Nikkei also says that Apple Silicon MacBook Pro models were originally planned to enter mass production in May/June timeframe, but have now been pushed to the second half of the year. This naturally suggests a fall announcement for the highly anticipated update to the MacBook Pro line.
Nikkei says Apple had originally told suppliers to prepare for production of around 100 million iPhones to cover demand across the first half of 2021. However, it says that number has been reduced with most of the reduction seen through lower-than-expected iPhone 12 mini sales.
Nikkei says Apple is now targeting production of around 75 million of all iPhone models for the first half of 2021. This is a small increase when comparing to the same period year-over-year. The publication says 2021 targets are at around 230 million units, about a 10% rise over the pandemic-stricken 2020 full-year period.
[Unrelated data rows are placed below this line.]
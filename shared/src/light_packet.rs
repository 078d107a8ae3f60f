//! Light color packet for stage hardware
//!
//! Byte layout:
//!
//! ```text
//! u8        protocol version
//! u8        name length
//! [u8]      ASCII name
//! u8        0 terminator
//! repeated {
//!     u8    effect id
//!     u8    light index
//!     u8    padding (0)
//!     u8×3  RGB
//! }
//! ```
//!
//! Only lights whose color changed since the previous packet are included.

use thiserror::Error;

/// Bytes per light record
pub const RECORD_SIZE: usize = 6;

#[derive(Debug, Clone, PartialEq, Eq, Error)]
pub enum PacketError {
    #[error("packet name must be ASCII")]
    NonAsciiName,
    #[error("packet name is {0} bytes, limit is 255")]
    NameTooLong(usize),
}

/// One light's color in a packet.
#[derive(Debug, Clone, Copy, PartialEq, Eq, Default)]
pub struct LightRecord {
    pub effect: u8,
    pub light: u8,
    pub rgb: [u8; 3],
}

impl LightRecord {
    /// Build a record from a linear `[0, 1]` color. Channels are clamped.
    pub fn from_color(effect: u8, light: u8, color: [f32; 3]) -> Self {
        Self {
            effect,
            light,
            rgb: color.map(|c| (c.clamp(0.0, 1.0) * 255.0).round() as u8),
        }
    }
}

/// Encode a packet with the layout above.
pub fn encode_light_packet(
    version: u8,
    name: &str,
    records: &[LightRecord],
) -> Result<Vec<u8>, PacketError> {
    if !name.is_ascii() {
        return Err(PacketError::NonAsciiName);
    }
    let name_len = u8::try_from(name.len()).map_err(|_| PacketError::NameTooLong(name.len()))?;

    let mut packet = Vec::with_capacity(3 + name.len() + records.len() * RECORD_SIZE);
    packet.push(version);
    packet.push(name_len);
    packet.extend_from_slice(name.as_bytes());
    packet.push(0);
    for record in records {
        packet.extend_from_slice(&[record.effect, record.light, 0]);
        packet.extend_from_slice(&record.rgb);
    }
    Ok(packet)
}
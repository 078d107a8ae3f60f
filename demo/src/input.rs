//! Keyboard commands read from stdin
//!
//! Each character of an input line is one command, so `nnnn` advances scene
//! progress four steps.
//!
//! | Key | Action |
//! |-----|--------|
//! | `n` | advance scene progress |
//! | `b` | retreat scene progress |
//! | `]` | next scene |
//! | `[` | previous scene |
//! | `r` | restart |
//! | `p` | pause / resume |
//! | `q` | quit |

use std::io::BufRead;
use std::sync::mpsc::{self, Receiver};
use std::thread;

use afterglow_core::SyncSystem;

#[derive(Debug, Clone, Copy, PartialEq, Eq)]
pub enum Command {
    AdvanceProgress,
    RetreatProgress,
    NextScene,
    PrevScene,
    Restart,
    TogglePause,
    Quit,
}

impl Command {
    pub fn from_char(c: char) -> Option<Self> {
        match c {
            'n' => Some(Self::AdvanceProgress),
            'b' => Some(Self::RetreatProgress),
            ']' => Some(Self::NextScene),
            '[' => Some(Self::PrevScene),
            'r' => Some(Self::Restart),
            'p' => Some(Self::TogglePause),
            'q' => Some(Self::Quit),
            _ => None,
        }
    }

    /// Apply to `sync`. Returns `false` for [`Command::Quit`].
    pub fn apply(self, sync: &mut SyncSystem) -> bool {
        match self {
            Self::AdvanceProgress => sync.advance_scene_progress(),
            Self::RetreatProgress => sync.retreat_scene_progress(),
            Self::NextScene => sync.change_to_next_scene(),
            Self::PrevScene => sync.change_to_prev_scene(),
            Self::Restart => sync.restart(),
            Self::TogglePause => sync.toggle_pause(),
            Self::Quit => return false,
        }
        true
    }
}

/// Commands in `line`; whitespace is skipped and unknown keys are logged.
pub fn parse_line(line: &str) -> Vec<Command> {
    line.chars()
        .filter(|c| !c.is_whitespace())
        .filter_map(|c| {
            let command = Command::from_char(c);
            if command.is_none() {
                tracing::debug!("Unknown key '{}'", c);
            }
            command
        })
        .collect()
}

/// Read stdin on a background thread.
///
/// The channel disconnects when stdin reaches end of file.
pub fn spawn_stdin_reader() -> std::io::Result<Receiver<Command>> {
    let (tx, rx) = mpsc::channel();
    thread::Builder::new()
        .name("stdin-input".to_string())
        .spawn(move || {
            let stdin = std::io::stdin();
            for line in stdin.lock().lines() {
                let Ok(line) = line else {
                    break;
                };
                for command in parse_line(&line) {
                    if tx.send(command).is_err() {
                        return;
                    }
                }
            }
            tracing::debug!("stdin closed");
        })?;
    Ok(rx)
}
//! Draw call sink
//!
//! Scenes describe what to draw through [`Renderer`]; the GPU backend lives
//! outside this crate. [`TraceRenderer`] resolves each call's uniforms and
//! logs it, which is enough to run the whole frame loop headless.

use afterglow_core::scene::{UniformSet, UniformValue};

/// Uniform names every draw call asks for
pub const UNIFORM_NAMES: &[&str] = &[
    "view",
    "view_projection",
    "model",
    "camera_position",
    "camera_direction",
    "scene_progress",
    "rotation",
    "warp_speed",
    "light_color",
    "light_alpha",
    "light_intensity",
    "text_alpha",
    "fade",
];

pub trait Renderer {
    fn begin_frame(&mut self, row: f64);
    fn draw_mesh(&mut self, mesh: &str, uniforms: &UniformSet<'_>);
    fn draw_text(&mut self, text: &str, uniforms: &UniformSet<'_>);
    fn end_frame(&mut self);
}

/// Draw target handed to scenes
pub type DrawTarget = dyn Renderer;

/// Per-frame draw statistics
#[derive(Debug, Clone, Copy, Default, PartialEq, Eq)]
pub struct FrameStats {
    pub meshes: u32,
    pub texts: u32,
}

/// Renderer that only logs draw calls at trace level.
#[derive(Debug, Default)]
pub struct TraceRenderer {
    frames: u64,
    current: FrameStats,
    last: FrameStats,
}

impl TraceRenderer {
    pub fn new() -> Self {
        Self::default()
    }

    pub fn frames(&self) -> u64 {
        self.frames
    }

    /// Counts for the last completed frame
    pub fn last_frame(&self) -> FrameStats {
        self.last
    }

    fn log_uniforms(kind: &str, what: &str, uniforms: &UniformSet<'_>) {
        let resolved: Vec<(&str, UniformValue)> = uniforms.resolve_all(UNIFORM_NAMES);
        tracing::trace!(kind, what, uniforms = ?resolved, "draw");
    }
}

impl Renderer for TraceRenderer {
    fn begin_frame(&mut self, row: f64) {
        self.current = FrameStats::default();
        tracing::trace!(frame = self.frames, row, "begin frame");
    }

    fn draw_mesh(&mut self, mesh: &str, uniforms: &UniformSet<'_>) {
        self.current.meshes += 1;
        Self::log_uniforms("mesh", mesh, uniforms);
    }

    fn draw_text(&mut self, text: &str, uniforms: &UniformSet<'_>) {
        self.current.texts += 1;
        Self::log_uniforms("text", text, uniforms);
    }

    fn end_frame(&mut self) {
        self.last = self.current;
        self.frames += 1;
    }
}
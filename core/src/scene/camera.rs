//! Camera frames and the interpolating camera rig
//!
//! A scene owns an ordered list of [`CameraFrame`]s. Each tick the frame
//! cursor from the sync system picks a pair of neighbouring frames and the
//! progress blends between them.

use glam::{Mat4, Vec3};

use super::uniforms::{UniformProvider, UniformValue};
use crate::error::Severity;
use crate::sync::SyncSystem;

/// Default camera field of view in degrees
pub const DEFAULT_CAMERA_FOV: f32 = 60.0;
pub const DEFAULT_ASPECT_RATIO: f32 = 16.0 / 9.0;

/// One authored camera key.
#[derive(Debug, Clone, Copy, PartialEq)]
pub struct CameraFrame {
    pub position: Vec3,
    pub direction: Vec3,
}

impl CameraFrame {
    pub const fn new(position: Vec3, direction: Vec3) -> Self {
        Self {
            position,
            direction,
        }
    }
}

/// Camera state for 3D rendering
#[derive(Debug, Clone, Copy, PartialEq)]
pub struct CameraPose {
    /// Camera position in world space
    pub position: Vec3,
    /// Viewing direction (not necessarily normalized)
    pub direction: Vec3,
    /// Field of view in degrees
    pub fov: f32,
    /// Viewport width over height
    pub aspect_ratio: f32,
    pub near: f32,
    pub far: f32,
}

impl Default for CameraPose {
    fn default() -> Self {
        Self {
            position: Vec3::new(0.0, 0.0, 5.0),
            direction: Vec3::NEG_Z,
            fov: DEFAULT_CAMERA_FOV,
            aspect_ratio: DEFAULT_ASPECT_RATIO,
            near: 0.1,
            far: 1000.0,
        }
    }
}

impl CameraPose {
    /// Compute the view matrix (world-to-camera transform)
    pub fn view_matrix(&self) -> Mat4 {
        Mat4::look_to_rh(self.position, self.direction, Vec3::Y)
    }

    pub fn projection_matrix(&self) -> Mat4 {
        Mat4::perspective_rh(self.fov.to_radians(), self.aspect_ratio, self.near, self.far)
    }

    pub fn view_projection_matrix(&self) -> Mat4 {
        self.projection_matrix() * self.view_matrix()
    }
}

impl UniformProvider for CameraPose {
    fn provide_uniform(&self, name: &str) -> Option<UniformValue> {
        match name {
            "camera_position" => Some(UniformValue::Vec3(self.position)),
            "camera_direction" => Some(UniformValue::Vec3(self.direction)),
            "view" => Some(UniformValue::Mat4(self.view_matrix())),
            "view_projection" => Some(UniformValue::Mat4(self.view_projection_matrix())),
            _ => None,
        }
    }
}

/// Immutable frame list plus the pose derived from it.
#[derive(Debug, Clone)]
pub struct CameraRig {
    frames: Vec<CameraFrame>,
    pose: CameraPose,
    /// Last out-of-range frame reported, so a stuck cursor logs once
    reported_invalid: Option<i32>,
}

impl CameraRig {
    pub fn new(frames: Vec<CameraFrame>) -> Self {
        let mut pose = CameraPose::default();
        if let Some(first) = frames.first() {
            pose.position = first.position;
            pose.direction = first.direction;
        }
        Self {
            frames,
            pose,
            reported_invalid: None,
        }
    }

    pub fn frames(&self) -> &[CameraFrame] {
        &self.frames
    }

    pub fn pose(&self) -> &CameraPose {
        &self.pose
    }

    fn frame_at(&self, index: i32) -> Option<&CameraFrame> {
        usize::try_from(index).ok().and_then(|i| self.frames.get(i))
    }

    /// Move the camera to `frame` blended towards `frame + 1` by `progress`.
    ///
    /// The last frame is held regardless of progress. An index outside the
    /// list leaves the pose untouched and returns `false`.
    pub fn set_frame(&mut self, frame: i32, progress: f32) -> bool {
        let Some(&from) = self.frame_at(frame) else {
            return false;
        };

        match frame.checked_add(1).and_then(|next| self.frame_at(next)) {
            Some(&to) => {
                let t = progress.clamp(0.0, 1.0);
                self.pose.position = from.position.lerp(to.position, t);
                self.pose.direction = from.direction.lerp(to.direction, t);
            }
            None => {
                self.pose.position = from.position;
                self.pose.direction = from.direction;
            }
        }
        true
    }

    /// Follow the frame cursor of `sync`.
    ///
    /// An out-of-range frame is a limited data error, reported once for as
    /// long as the cursor stays on it.
    pub fn follow(&mut self, sync: &SyncSystem) -> bool {
        let frame = sync.frame_index();
        if self.set_frame(frame, sync.frame_progress()) {
            self.reported_invalid = None;
            return true;
        }
        if self.reported_invalid != Some(frame) {
            sync.status().report(
                Severity::Limited,
                format!(
                    "Camera frame {} out of range ({} frames), keeping previous pose",
                    frame,
                    self.frames.len()
                ),
            );
            self.reported_invalid = Some(frame);
        }
        false
    }
}
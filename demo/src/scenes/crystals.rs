//! Crystals: light meshes mirrored to the stage lights

use std::sync::{Arc, Mutex};

use afterglow_core::scene::{
    CameraFrame, CameraRig, DemoScene, LightColorBuffer, LightGroup, LightMesh, UniformSet,
};
use afterglow_core::{SyncSystem, TrackHandle};
use glam::Vec3;

use crate::renderer::DrawTarget;

/// Effect id the stage rig uses for crystal lights
const CRYSTAL_EFFECT: u8 = 1;
const LIGHTS_PER_PAGE: u8 = 4;

const PALETTE: [Vec3; 3] = [
    Vec3::new(0.3, 0.8, 1.0),
    Vec3::new(1.0, 0.35, 0.8),
    Vec3::new(1.0, 0.9, 0.4),
];

const FRAMES: [CameraFrame; 2] = [
    CameraFrame::new(Vec3::new(-8.0, 2.0, 8.0), Vec3::new(1.0, -0.1, -1.0)),
    CameraFrame::new(Vec3::new(8.0, 3.0, 8.0), Vec3::new(-1.0, -0.2, -1.0)),
];

pub struct CrystalsScene {
    rig: CameraRig,
    lights_track: TrackHandle,
    group: LightGroup,
    output: Arc<Mutex<LightColorBuffer>>,
}

impl CrystalsScene {
    pub fn new(output: Arc<Mutex<LightColorBuffer>>) -> Self {
        let pages = PALETTE
            .iter()
            .enumerate()
            .map(|(page, &color)| {
                (0..LIGHTS_PER_PAGE)
                    .map(|i| {
                        LightMesh::new(CRYSTAL_EFFECT, page as u8 * LIGHTS_PER_PAGE + i, color)
                    })
                    .collect()
            })
            .collect();
        Self {
            rig: CameraRig::new(FRAMES.to_vec()),
            lights_track: TrackHandle::DUMMY,
            group: LightGroup::new(pages),
            output,
        }
    }
}

impl DemoScene<DrawTarget> for CrystalsScene {
    fn name(&self) -> &str {
        "crystals"
    }

    fn load(&mut self, sync: &mut SyncSystem) {
        self.lights_track = sync.track("crystals:lights");
    }

    fn sync(&mut self, sync: &SyncSystem) {
        self.rig.follow(sync);
        self.group.reveal(sync.value(self.lights_track));

        match self.output.lock() {
            Ok(mut buffer) => self.group.publish(&mut buffer),
            Err(poisoned) => self.group.publish(&mut poisoned.into_inner()),
        }
    }

    fn draw(&self, target: &mut DrawTarget) {
        let base = UniformSet::new().with(&self.group).with(self.rig.pose());
        for light in self.group.lights() {
            let uniforms = UniformSet::new().with(light).with(&base);
            target.draw_mesh("crystal", &uniforms);
        }
    }
}
//! Demo frame loop
//!
//! Owns the sync system, the scenes and the light output. Each tick syncs
//! the clock and tracks, lets the active scene read its values, then draws.

use std::sync::mpsc::{Receiver, TryRecvError};
use std::sync::{Arc, Mutex};
use std::thread;
use std::time::{Duration, Instant};

use afterglow_core::scene::{LightColorBuffer, SceneDispatcher};
use afterglow_core::{LightBroadcaster, Mode, PlaybackState, SyncSystem};
use anyhow::{Context, Result};

use crate::config::{Config, RuntimeConfig};
use crate::fade::FadeOverlay;
use crate::input::Command;
use crate::renderer::{DrawTarget, Renderer};
use crate::scenes;

/// Result of a single tick
#[derive(Debug, Clone, Copy, PartialEq, Eq)]
pub enum TickOutcome {
    Continue,
    /// The song played to its end in player mode
    Finished,
    /// A critical error was reported; nothing is synced or drawn
    Halted,
}

/// Why [`Demo::run`] returned
#[derive(Debug, Clone, Copy, PartialEq, Eq)]
pub enum ExitReason {
    Quit,
    Finished,
    Halted,
    FrameLimit,
}

/// Keeps ticks on a fixed schedule.
#[derive(Debug)]
pub struct FramePacer {
    tick: Duration,
    budget: Duration,
    next: Option<Instant>,
}

impl FramePacer {
    pub fn new(config: &RuntimeConfig) -> Self {
        let tick = config.tick_duration();
        Self {
            tick,
            budget: tick,
            next: None,
        }
    }

    pub fn tick_duration(&self) -> Duration {
        self.tick
    }

    /// Sleep until the next tick is due.
    ///
    /// A loop that fell more than a tick behind restarts its schedule instead
    /// of bursting to catch up.
    pub fn wait(&mut self) {
        let now = Instant::now();
        let due = self.next.unwrap_or(now);
        if due > now {
            thread::sleep(due - now);
            self.next = Some(due + self.tick);
        } else if now - due > self.tick {
            self.next = Some(now + self.tick);
        } else {
            self.next = Some(due + self.tick);
        }
    }

    /// Warn if a tick took longer than its slot.
    pub fn check_budget(&self, tick_time: Duration) -> bool {
        if tick_time > self.budget {
            tracing::warn!(
                "Tick took {:?}, exceeds budget of {:?}",
                tick_time,
                self.budget
            );
            return false;
        }
        true
    }
}

pub struct Demo<R: Renderer + 'static> {
    sync: SyncSystem,
    scenes: SceneDispatcher<DrawTarget>,
    fade: FadeOverlay,
    broadcaster: Option<LightBroadcaster>,
    renderer: R,
    runtime: RuntimeConfig,
    halted: bool,
    ticks: u64,
}

impl<R: Renderer + 'static> Demo<R> {
    /// Start sync, register and load the scenes, and open the light output.
    ///
    /// An empty or missing file prefix selects manual mode.
    pub fn start(config: &Config, renderer: R) -> Result<Self> {
        let mut sync = SyncSystem::new(config.sync.clone());
        let prefix = config
            .sync
            .file_prefix
            .as_deref()
            .filter(|prefix| !prefix.is_empty());
        let mode = sync.start(prefix);

        let fade = FadeOverlay::new(&mut sync);
        let lights = Arc::new(Mutex::new(LightColorBuffer::new()));

        let mut dispatcher = SceneDispatcher::new();
        scenes::register_all(&mut dispatcher, &config.scenes, Arc::clone(&lights))
            .context("Failed to register scenes")?;
        dispatcher.load_all(&mut sync);

        let broadcaster = if config.broadcast.enabled {
            let broadcaster = LightBroadcaster::spawn(&config.broadcast, Arc::clone(&lights))
                .context("Failed to start light broadcast")?;
            tracing::info!("Broadcasting lights to {}", broadcaster.target());
            Some(broadcaster)
        } else {
            None
        };

        tracing::info!(?mode, scenes = dispatcher.len(), "Demo started");

        Ok(Self {
            sync,
            scenes: dispatcher,
            fade,
            broadcaster,
            renderer,
            runtime: config.runtime.clone(),
            halted: false,
            ticks: 0,
        })
    }

    pub fn sync(&self) -> &SyncSystem {
        &self.sync
    }

    #[cfg(test)]
    pub fn sync_mut(&mut self) -> &mut SyncSystem {
        &mut self.sync
    }

    pub fn renderer(&self) -> &R {
        &self.renderer
    }

    pub fn active_scene(&self) -> Option<&str> {
        self.scenes.active_name()
    }

    pub fn ticks(&self) -> u64 {
        self.ticks
    }

    pub fn tick(&mut self) -> TickOutcome {
        if self.sync.status().is_critical() {
            if !self.halted {
                self.halted = true;
                if let Some(broadcaster) = &self.broadcaster {
                    broadcaster.set_syncing(false);
                }
                tracing::error!(
                    "Playback halted: {}",
                    self.sync.status().message().unwrap_or_default()
                );
            }
            return TickOutcome::Halted;
        }

        self.sync.sync();
        self.fade.sync(&self.sync);
        self.scenes.sync(&self.sync);

        if let Some(broadcaster) = &self.broadcaster {
            broadcaster.set_syncing(self.sync.is_running());
        }

        self.renderer.begin_frame(self.sync.row());
        self.scenes.draw(&mut self.renderer);
        self.fade.draw(&mut self.renderer);
        self.renderer.end_frame();
        self.ticks += 1;

        if self.sync.mode() == Mode::Player && self.sync.state() == PlaybackState::Finished {
            TickOutcome::Finished
        } else {
            TickOutcome::Continue
        }
    }

    /// Run ticks until quit, the end of the song, a critical error with no
    /// way to quit, or `max_frames`.
    pub fn run(
        &mut self,
        input: Option<Receiver<Command>>,
        max_frames: Option<u64>,
    ) -> ExitReason {
        let mut input = input;
        let mut pacer = FramePacer::new(&self.runtime);
        let mut frames = 0u64;
        tracing::debug!(tick = ?pacer.tick_duration(), "Frame loop started");

        loop {
            if max_frames.is_some_and(|max| frames >= max) {
                return ExitReason::FrameLimit;
            }
            pacer.wait();

            if let Some(rx) = &input {
                loop {
                    match rx.try_recv() {
                        Ok(command) => {
                            if !command.apply(&mut self.sync) {
                                return ExitReason::Quit;
                            }
                        }
                        Err(TryRecvError::Empty) => break,
                        Err(TryRecvError::Disconnected) => {
                            input = None;
                            break;
                        }
                    }
                }
            }

            let tick_start = Instant::now();
            let outcome = self.tick();
            pacer.check_budget(tick_start.elapsed());
            frames += 1;

            match outcome {
                TickOutcome::Continue => {}
                TickOutcome::Finished => return ExitReason::Finished,
                // Stay up while the user can still quit by hand
                TickOutcome::Halted if input.is_none() => return ExitReason::Halted,
                TickOutcome::Halted => {}
            }
        }
    }

    /// Stop the light output and shut sync down.
    pub fn shutdown(self) {
        let Self {
            sync,
            broadcaster,
            ticks,
            ..
        } = self;
        if let Some(mut broadcaster) = broadcaster {
            broadcaster.stop();
        }
        tracing::info!(ticks, "Demo stopped");
        sync.clean_and_exit();
    }
}
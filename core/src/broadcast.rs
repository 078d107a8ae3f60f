//! Light color broadcast to stage hardware
//!
//! A background thread wakes every interval, drains the changed entries of
//! the shared [`LightColorBuffer`] and sends them as one UDP packet. Sending
//! is best effort: failures are logged at debug level and never retried.
//! The buffer lock is released before the packet goes out.

use std::net::{Ipv4Addr, Ipv6Addr, SocketAddr, UdpSocket};
use std::sync::atomic::{AtomicBool, Ordering};
use std::sync::{Arc, Mutex};
use std::thread::{self, JoinHandle};
use std::time::Duration;

use afterglow_shared::encode_light_packet;

use crate::config::BroadcastConfig;
use crate::error::SyncError;
use crate::scene::LightColorBuffer;

/// Handle to the broadcast thread. Dropping it stops and joins the thread.
#[derive(Debug)]
pub struct LightBroadcaster {
    target: SocketAddr,
    active: Arc<AtomicBool>,
    syncing: Arc<AtomicBool>,
    handle: Option<JoinHandle<()>>,
}

struct Sender {
    socket: UdpSocket,
    target: SocketAddr,
    interval: Duration,
    name: String,
    version: u8,
    buffer: Arc<Mutex<LightColorBuffer>>,
    active: Arc<AtomicBool>,
    syncing: Arc<AtomicBool>,
}

impl LightBroadcaster {
    /// Bind a socket and start the thread. Packets only go out once
    /// [`Self::set_syncing`] enables them.
    pub fn spawn(
        config: &BroadcastConfig,
        buffer: Arc<Mutex<LightColorBuffer>>,
    ) -> Result<Self, SyncError> {
        let target: SocketAddr = config.target.parse().map_err(|e: std::net::AddrParseError| {
            SyncError::Address {
                addr: config.target.clone(),
                reason: e.to_string(),
            }
        })?;
        // Reject names the packet can't carry before the thread starts
        encode_light_packet(config.version, &config.name, &[])?;

        let local: SocketAddr = match target {
            SocketAddr::V4(_) => (Ipv4Addr::UNSPECIFIED, 0).into(),
            SocketAddr::V6(_) => (Ipv6Addr::UNSPECIFIED, 0).into(),
        };
        let socket = UdpSocket::bind(local)?;
        socket.set_broadcast(true)?;
        tracing::info!(%target, interval_ms = config.interval_ms, "Light broadcast ready");

        let active = Arc::new(AtomicBool::new(true));
        let syncing = Arc::new(AtomicBool::new(false));
        let sender = Sender {
            socket,
            target,
            interval: Duration::from_millis(config.interval_ms.max(1)),
            name: config.name.clone(),
            version: config.version,
            buffer,
            active: Arc::clone(&active),
            syncing: Arc::clone(&syncing),
        };
        let handle = thread::Builder::new()
            .name("light-broadcast".to_string())
            .spawn(move || sender.run())?;

        Ok(Self {
            target,
            active,
            syncing,
            handle: Some(handle),
        })
    }

    pub fn target(&self) -> SocketAddr {
        self.target
    }

    /// Enable or disable sending. Changes keep accumulating while disabled.
    pub fn set_syncing(&self, syncing: bool) {
        self.syncing.store(syncing, Ordering::Relaxed);
    }

    pub fn is_syncing(&self) -> bool {
        self.syncing.load(Ordering::Relaxed)
    }

    pub fn is_active(&self) -> bool {
        self.active.load(Ordering::Relaxed)
    }

    /// Ask the thread to exit and wait for it.
    pub fn stop(&mut self) {
        self.active.store(false, Ordering::Relaxed);
        if let Some(handle) = self.handle.take() {
            if handle.join().is_err() {
                tracing::error!("Light broadcast thread panicked");
            } else {
                tracing::debug!("Light broadcast stopped");
            }
        }
    }
}

impl Drop for LightBroadcaster {
    fn drop(&mut self) {
        self.stop();
    }
}

impl Sender {
    fn run(self) {
        while self.active.load(Ordering::Relaxed) {
            if self.syncing.load(Ordering::Relaxed) {
                self.send_changes();
            }
            thread::sleep(self.interval);
        }
    }

    fn send_changes(&self) {
        let records = match self.buffer.lock() {
            Ok(mut buffer) => buffer.drain_dirty(),
            Err(poisoned) => poisoned.into_inner().drain_dirty(),
        };
        if records.is_empty() {
            return;
        }

        match encode_light_packet(self.version, &self.name, &records) {
            Ok(packet) => {
                if let Err(e) = self.socket.send_to(&packet, self.target) {
                    tracing::debug!(target = %self.target, "Light packet dropped: {}", e);
                }
            }
            Err(e) => tracing::warn!("Light packet not encoded: {}", e),
        }
    }
}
A recent survey by Consumer Intelligence Research Partners suggested that the 12 mini only accounts for about 6% of total iPhones sold. However, reports have suggested that weakness in customer interest for the Mini has been largely offset by higher-than-expected demand for the more expensive iPhone 12 Pro and iPhone 12 Pro Max models.
Although Apple no longer releases unit sales number itself, the company reported a record $111 billion of revenue for the holiday quarter, suggesting overall iPhone business performance is doing just fine.
The news that the new MacBook Pros will not enter mass production until the fall is not too surprising, as that would be roughly a year on from when Apple launched the first round of M1 ARM Macs. The new Pros are expected to feature a new industrial design with squared off sides, feature the return of IO like SD card slot and a HDMI port, restore the magnetic MagSafe power connector last seen in 2015 MacBook Pro, and be powered by a next-generation Apple Silicon chip.